§ Your objective
Give back exactly the lines from the start of the listing to the line containing "let admin_token = ctx.state.tokens().issue(&admin).unwrap();", inclusive, and nothing beyond them.

== Listed records

#[cfg(test)]
mod tests {
    use super::super::testing::TestContext;
    use super::*;
    use crate::store::{AccountStatus, CredentialStore, Role};
    use axum::http::{header::AUTHORIZATION, HeaderValue, StatusCode};

    fn bearer(token: &str) -> HeaderMap {
        let mut headers = HeaderMap::new();
        headers.insert(
            AUTHORIZATION,
            HeaderValue::from_str(&format!("Bearer {token}")).unwrap(),
        );
        headers
    }

    #[tokio::test]
    async fn list_requires_approved_admin() {
        let ctx = TestContext::new();
        let user = ctx
            .seed("plain@parkwise.app", Role::User, AccountStatus::Approved)
            .await;
        let pending_admin = ctx
            .seed("pend@parkwise.app", Role::Admin, AccountStatus::Pending)
            .await;
        let admin = ctx
            .seed("admin@parkwise.app", Role::Admin, AccountStatus::Approved)
            .await;

        let user_token = ctx.state.tokens().issue(&user).unwrap();
        let err = list_users(bearer(&user_token), Extension(ctx.state.clone()))
            .await
            .unwrap_err();
        assert_eq!(err.status(), StatusCode::FORBIDDEN);

        let pending_token = ctx.state.tokens().issue(&pending_admin).unwrap();
        let err = list_users(bearer(&pending_token), Extension(ctx.state.clone()))
            .await
            .unwrap_err();
        assert_eq!(err.status(), StatusCode::FORBIDDEN);

        let admin_token = ctx.state.tokens().issue(&admin).unwrap();
        let response = list_users(bearer(&admin_token), Extension(ctx.state.clone()))
            .await
            .unwrap();
        assert_eq!(response.users.len(), 3);
    }

    #[tokio::test]
    async fn admin_approves_pending_account() {
        let ctx = TestContext::new();
        let admin = ctx
            .seed("admin@parkwise.app", Role::Admin, AccountStatus::Approved)
            .await;
        let pending = ctx
            .seed("new@parkwise.app", Role::User, AccountStatus::Pending)
            .await;
        let token = ctx.state.tokens().issue(&admin).unwrap();

        let response = update_user(
            bearer(&token),
            Extension(ctx.state.clone()),
            Path(pending.id),
            Json(UpdateUserRequest {
                full_name: None,
                role: None,
                status: Some(AccountStatus::Approved),
            }),
        )
        .await
        .unwrap();
        assert_eq!(response.user.status, AccountStatus::Approved);
    }

    #[tokio::test]
    async fn admin_cannot_change_own_role() {
        let ctx = TestContext::new();
        let admin = ctx
            .seed("admin@parkwise.app", Role::Admin, AccountStatus::Approved)
            .await;
        let token = ctx.state.tokens().issue(&admin).unwrap();

        let err = update_user(
            bearer(&token),
            Extension(ctx.state.clone()),
            Path(admin.id),
            Json(UpdateUserRequest {
                full_name: None,
                role: Some(Role::User),
                status: None,
            }),
        )
        .await
        .unwrap_err();
        assert_eq!(err.status(), StatusCode::FORBIDDEN);

        // Renaming self through the admin endpoint is still fine.
        let response = update_user(
            bearer(&token),
            Extension(ctx.state.clone()),
            Path(admin.id),
            Json(UpdateUserRequest {
                full_name: Some("Head Admin".to_string()),
                role: None,
                status: None,
            }),
        )
        .await
        .unwrap();
        assert_eq!(response.user.full_name, "Head Admin");
    }

    #[tokio::test]
    async fn admin_reset_clears_pending_token() {
        let ctx = TestContext::new();
        let admin = ctx
            .seed("admin@parkwise.app", Role::Admin, AccountStatus::Approved)
            .await;
        let target = ctx
            .seed("user@parkwise.app", Role::User, AccountStatus::Approved)
            .await;
        ctx.store
            .set_reset_token(
                target.id,
                &hash_reset_token("pending"),
                Utc::now() + Duration::hours(1),
            )
            .await
            .unwrap();
        let token = ctx.state.tokens().issue(&admin).unwrap();

        admin_reset_password(
            bearer(&token),
            Extension(ctx.state.clone()),
            Path(target.id),
            Json(AdminResetPasswordRequest {
                password: "admin-set-pass".to_string(),
            }),
        )
        .await
        .unwrap();

        let stored = ctx.reload(target.id).await;
        assert!(stored.reset_token_hash.is_none());
        assert!(crate::auth::password::verify_password(
            "admin-set-pass",
            stored.password_hash.as_deref().unwrap()
        ));
    }

    #[tokio::test]
    async fn invite_requires_super_admin_and_sends_link() {
        let ctx = TestContext::with_super_admins("root@parkwise.app");
        let plain_admin = ctx
            .seed("admin@parkwise.app", Role::Admin, AccountStatus::Approved)
            .await;
        let root = ctx
            .seed("root@parkwise.app", Role::Admin, AccountStatus::Approved)
            .await;

        let admin_token = ctx.state.tokens().issue(&plain_admin).unwrap();
        let err = invite_user(
            bearer(&admin_token),
            Extension(ctx.state.clone()),
            Json(InviteUserRequest {
                email: "invitee@parkwise.app".to_string(),
                full_name: None,
                role: Role::User,
                status: AccountStatus::Approved,
            }),
        )
        .await
        .unwrap_err();
        assert_eq!(err.status(), StatusCode::FORBIDDEN);

        let root_token = ctx.state.tokens().issue(&root).unwrap();
        let response = invite_user(
            bearer(&root_token),
            Extension(ctx.state.clone()),
            Json(InviteUserRequest {
                email: "Invitee@Parkwise.app".to_string(),
                full_name: None,
                role: Role::User,
                status: AccountStatus::Approved,
            }),
        )
        .await
        .unwrap();
        assert_eq!(response.user.email, "invitee@parkwise.app");
        assert_eq!(response.user.full_name, "invitee");

        let sent = ctx.emails.sent.lock().unwrap();
        assert_eq!(sent.len(), 1);
        assert_eq!(sent[0].template, "invitation");
    }

    #[tokio::test]
    async fn invite_existing_profile_reissues_link() {
        let ctx = TestContext::with_super_admins("root@parkwise.app");
        let root = ctx
            .seed("root@parkwise.app", Role::Admin, AccountStatus::Approved)
            .await;
        let existing = ctx
            .seed("known@parkwise.app", Role::User, AccountStatus::Pending)
            .await;
        let token = ctx.state.tokens().issue(&root).unwrap();

        let response = invite_user(
            bearer(&token),
            Extension(ctx.state.clone()),
            Json(InviteUserRequest {
                email: existing.email.clone(),
                full_name: None,
                role: Role::Admin,
                status: AccountStatus::Approved,
            }),
        )
        .await
        .unwrap();
        assert_eq!(response.user.id, existing.id);
        assert_eq!(response.user.role, Role::Admin);
        assert_eq!(response.user.status, AccountStatus::Approved);
        assert_eq!(ctx.emails.sent.lock().unwrap().len(), 1);
    }

    #[tokio::test]
    async fn delete_refuses_self() {
        let ctx = TestContext::with_super_admins("root@parkwise.app");
        let root = ctx
            .seed("root@parkwise.app", Role::Admin, AccountStatus::Approved)
            .await;
        let victim = ctx
            .seed("user@parkwise.app", Role::User, AccountStatus::Approved)
            .await;
        let token = ctx.state.tokens().issue(&root).unwrap();

        let err = delete_user(
            bearer(&token),
            Extension(ctx.state.clone()),
            Path(root.id),
        )
        .await
        .unwrap_err();
        assert_eq!(err.status(), StatusCode::FORBIDDEN);

        delete_user(
            bearer(&token),
            Extension(ctx.state.clone()),
            Path(victim.id),
        )
        .await
        .unwrap();
        assert!(ctx.store.find_by_id(victim.id).await.unwrap().is_none());
    }
}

====

§ Solution below
#[cfg(test)]
mod tests {
    use super::super::testing::TestContext;
    use super::*;
    use crate::store::{AccountStatus, CredentialStore, Role};
    use axum::http::{header::AUTHORIZATION, HeaderValue, StatusCode};

    fn bearer(token: &str) -> HeaderMap {
        let mut headers = HeaderMap::new();
        headers.insert(
            AUTHORIZATION,
            HeaderValue::from_str(&format!("Bearer {token}")).unwrap(),
        );
        headers
    }

    #[tokio::test]
    async fn list_requires_approved_admin() {
        let ctx = TestContext::new();
        let user = ctx
            .seed("plain@parkwise.app", Role::User, AccountStatus::Approved)
            .await;
        let pending_admin = ctx
            .seed("pend@parkwise.app", Role::Admin, AccountStatus::Pending)
            .await;
        let admin = ctx
            .seed("admin@parkwise.app", Role::Admin, AccountStatus::Approved)
            .await;

        let user_token = ctx.state.tokens().issue(&user).unwrap();
        let err = list_users(bearer(&user_token), Extension(ctx.state.clone()))
            .await
            .unwrap_err();
        assert_eq!(err.status(), StatusCode::FORBIDDEN);

        let pending_token = ctx.state.tokens().issue(&pending_admin).unwrap();
        let err = list_users(bearer(&pending_token), Extension(ctx.state.clone()))
            .await
            .unwrap_err();
        assert_eq!(err.status(), StatusCode::FORBIDDEN);

        let admin_token = ctx.state.tokens().issue(&admin).unwrap();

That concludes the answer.